ENTRIES PROVIDED: Begin

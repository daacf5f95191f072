use async_trait::async_trait;
use redis::AsyncCommands;
use std::time::Duration;
use tether_core::cache::{KvCache, Result};
use tether_core::CacheError;
use tracing::{debug, trace, warn};

const DEFAULT_KEY_PREFIX: &str = "tether:";

/// A Redis-based implementation of [`KvCache`].
///
/// All keys are namespaced with a configurable prefix. Expiries are sent
/// with millisecond precision (`PSETEX` / `PEXPIRE`).
#[derive(Debug, Clone)]
pub struct RedisKvCache {
    conn: redis::aio::MultiplexedConnection,
    key_prefix: String,
}

fn map_redis_error(operation: &str, err: redis::RedisError) -> CacheError {
    let message = format!("{operation}: {err}");
    if message.to_ascii_lowercase().contains("timed out") {
        CacheError::Timeout(message)
    } else if err.is_io_error() {
        CacheError::Unavailable(message)
    } else {
        CacheError::Operation(message)
    }
}

fn ttl_millis(ttl: Duration) -> u64 {
    u64::try_from(ttl.as_millis()).unwrap_or(u64::MAX).max(1)
}

impl RedisKvCache {
    /// Creates a new Redis cache using the default `tether:` key prefix.
    pub fn new(conn: redis::aio::MultiplexedConnection) -> Self {
        Self::with_prefix(conn, DEFAULT_KEY_PREFIX)
    }

    /// Creates a new Redis cache with a custom key prefix.
    ///
    /// # Arguments
    ///
    /// * `conn` - A multiplexed Redis connection
    /// * `key_prefix` - Custom prefix for cache keys (e.g., "myapp:")
    pub fn with_prefix(
        conn: redis::aio::MultiplexedConnection,
        key_prefix: impl Into<String>,
    ) -> Self {
        Self {
            conn,
            key_prefix: key_prefix.into(),
        }
    }

    /// Opens a multiplexed connection to `url` and wraps it.
    pub async fn connect(url: &str) -> Result<Self> {
        let client = redis::Client::open(url)
            .map_err(|e| CacheError::Unavailable(format!("invalid redis url: {e}")))?;
        let conn = client
            .get_multiplexed_async_connection()
            .await
            .map_err(|e| map_redis_error("failed to connect to Redis", e))?;
        Ok(Self::new(conn))
    }

    fn namespaced(&self, key: &str) -> String {
        format!("{}{}", self.key_prefix, key)
    }
}

#[async_trait]
impl KvCache for RedisKvCache {
    async fn get(&self, key: &str) -> Result<Option<Vec<u8>>> {
        let full_key = self.namespaced(key);
        let mut conn = self.conn.clone();

        match conn.get::<_, Option<Vec<u8>>>(&full_key).await {
            Ok(value) => {
                trace!(key, hit = value.is_some(), "Fetched value from Redis");
                Ok(value)
            }
            Err(e) => {
                warn!(key, error = %e, "Redis error on get");
                Err(map_redis_error("failed to fetch value from Redis", e))
            }
        }
    }

    async fn set_with_ttl(&self, key: &str, value: &[u8], ttl: Duration) -> Result<()> {
        let full_key = self.namespaced(key);
        let mut conn = self.conn.clone();

        match conn
            .pset_ex::<_, _, ()>(&full_key, value, ttl_millis(ttl))
            .await
        {
            Ok(()) => {
                debug!(key, ttl_secs = ttl.as_secs(), "Stored value in Redis");
                Ok(())
            }
            Err(e) => {
                warn!(key, error = %e, "Failed to store value in Redis");
                Err(map_redis_error("failed to write value to Redis", e))
            }
        }
    }

    async fn del(&self, key: &str) -> Result<()> {
        let full_key = self.namespaced(key);
        let mut conn = self.conn.clone();

        conn.del::<_, ()>(&full_key).await.map_err(|e| {
            warn!(key, error = %e, "Failed to remove value from Redis");
            map_redis_error("failed to delete value from Redis", e)
        })
    }

    async fn incr(&self, key: &str) -> Result<i64> {
        let full_key = self.namespaced(key);
        let mut conn = self.conn.clone();

        conn.incr::<_, _, i64>(&full_key, 1)
            .await
            .map_err(|e| map_redis_error("failed to increment counter in Redis", e))
    }

    async fn expire(&self, key: &str, ttl: Duration) -> Result<bool> {
        let full_key = self.namespaced(key);
        let mut conn = self.conn.clone();
        let millis = i64::try_from(ttl_millis(ttl)).unwrap_or(i64::MAX);

        conn.pexpire::<_, bool>(&full_key, millis)
            .await
            .map_err(|e| map_redis_error("failed to set expiry in Redis", e))
    }

    async fn exists(&self, key: &str) -> Result<bool> {
        let full_key = self.namespaced(key);
        let mut conn = self.conn.clone();

        conn.exists::<_, bool>(&full_key)
            .await
            .map_err(|e| map_redis_error("failed to check key in Redis", e))
    }
}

ENTRIES PROVIDED: End

→ INSTRUCTIONS TO FOLLOW
Your answer should be the full set of records above, restated exactly.

→ RESPONSE AREA
repository daacf5f95191f072
use async_trait::async_trait;
use redis::AsyncCommands;
use std::time::Duration;
use tether_core::cache::{KvCache, Result};
use tether_core::CacheError;
use tracing::{debug, trace, warn};

const DEFAULT_KEY_PREFIX: &str = "tether:";

/// A Redis-based implementation of [`KvCache`].
///
/// All keys are namespaced with a configurable prefix. Expiries are sent
/// with millisecond precision (`PSETEX` / `PEXPIRE`).
#[derive(Debug, Clone)]
pub struct RedisKvCache {
    conn: redis::aio::MultiplexedConnection,
    key_prefix: String,
}

fn map_redis_error(operation: &str, err: redis::RedisError) -> CacheError {
    let message = format!("{operation}: {err}");
    if message.to_ascii_lowercase().contains("timed out") {
        CacheError::Timeout(message)
    } else if err.is_io_error() {
        CacheError::Unavailable(message)
    } else {
        CacheError::Operation(message)
    }
}

fn ttl_millis(ttl: Duration) -> u64 {
    u64::try_from(ttl.as_millis()).unwrap_or(u64::MAX).max(1)
}

impl RedisKvCache {
    /// Creates a new Redis cache using the default `tether:` key prefix.
    pub fn new(conn: redis::aio::MultiplexedConnection) -> Self {
        Self::with_prefix(conn, DEFAULT_KEY_PREFIX)
    }

    /// Creates a new Redis cache with a custom key prefix.
    ///
    /// # Arguments
    ///
    /// * `conn` - A multiplexed Redis connection
    /// * `key_prefix` - Custom prefix for cache keys (e.g., "myapp:")
    pub fn with_prefix(
        conn: redis::aio::MultiplexedConnection,
        key_prefix: impl Into<String>,
    ) -> Self {
        Self {
            conn,
            key_prefix: key_prefix.into(),
        }
    }

    /// Opens a multiplexed connection to `url` and wraps it.
    pub async fn connect(url: &str) -> Result<Self> {
        let client = redis::Client::open(url)
            .map_err(|e| CacheError::Unavailable(format!("invalid redis url: {e}")))?;
        let conn = client
            .get_multiplexed_async_connection()
            .await
            .map_err(|e| map_redis_error("failed to connect to Redis", e))?;
        Ok(Self::new(conn))
    }

    fn namespaced(&self, key: &str) -> String {
        format!("{}{}", self.key_prefix, key)
    }
}

#[async_trait]
impl KvCache for RedisKvCache {
    async fn get(&self, key: &str) -> Result<Option<Vec<u8>>> {
        let full_key = self.namespaced(key);
        let mut conn = self.conn.clone();

        match conn.get::<_, Option<Vec<u8>>>(&full_key).await {
            Ok(value) => {
                trace!(key, hit = value.is_some(), "Fetched value from Redis");
                Ok(value)
            }
            Err(e) => {
                warn!(key, error = %e, "Redis error on get");
                Err(map_redis_error("failed to fetch value from Redis", e))
            }
        }
    }

    async fn set_with_ttl(&self, key: &str, value: &[u8], ttl: Duration) -> Result<()> {
        let full_key = self.namespaced(key);
        let mut conn = self.conn.clone();

        match conn
            .pset_ex::<_, _, ()>(&full_key, value, ttl_millis(ttl))
            .await
        {
            Ok(()) => {
                debug!(key, ttl_secs = ttl.as_secs(), "Stored value in Redis");
                Ok(())
            }
            Err(e) => {
                warn!(key, error = %e, "Failed to store value in Redis");
                Err(map_redis_error("failed to write value to Redis", e))
            }
        }
    }

    async fn del(&self, key: &str) -> Result<()> {
        let full_key = self.namespaced(key);
        let mut conn = self.conn.clone();

        conn.del::<_, ()>(&full_key).await.map_err(|e| {
            warn!(key, error = %e, "Failed to remove value from Redis");
            map_redis_error("failed to delete value from Redis", e)
        })
    }

    async fn incr(&self, key: &str) -> Result<i64> {
        let full_key = self.namespaced(key);
        let mut conn = self.conn.clone();

        conn.incr::<_, _, i64>(&full_key, 1)
            .await
            .map_err(|e| map_redis_error("failed to increment counter in Redis", e))
    }

    async fn expire(&self, key: &str, ttl: Duration) -> Result<bool> {
        let full_key = self.namespaced(key);
        let mut conn = self.conn.clone();
        let millis = i64::try_from(ttl_millis(ttl)).unwrap_or(i64::MAX);

        conn.pexpire::<_, bool>(&full_key, millis)
            .await
            .map_err(|e| map_redis_error("failed to set expiry in Redis", e))
    }

    async fn exists(&self, key: &str) -> Result<bool> {
        let full_key = self.namespaced(key);
        let mut conn = self.conn.clone();

        conn.exists::<_, bool>(&full_key)
            .await
            .map_err(|e| map_redis_error("failed to check key in Redis", e))
    }
}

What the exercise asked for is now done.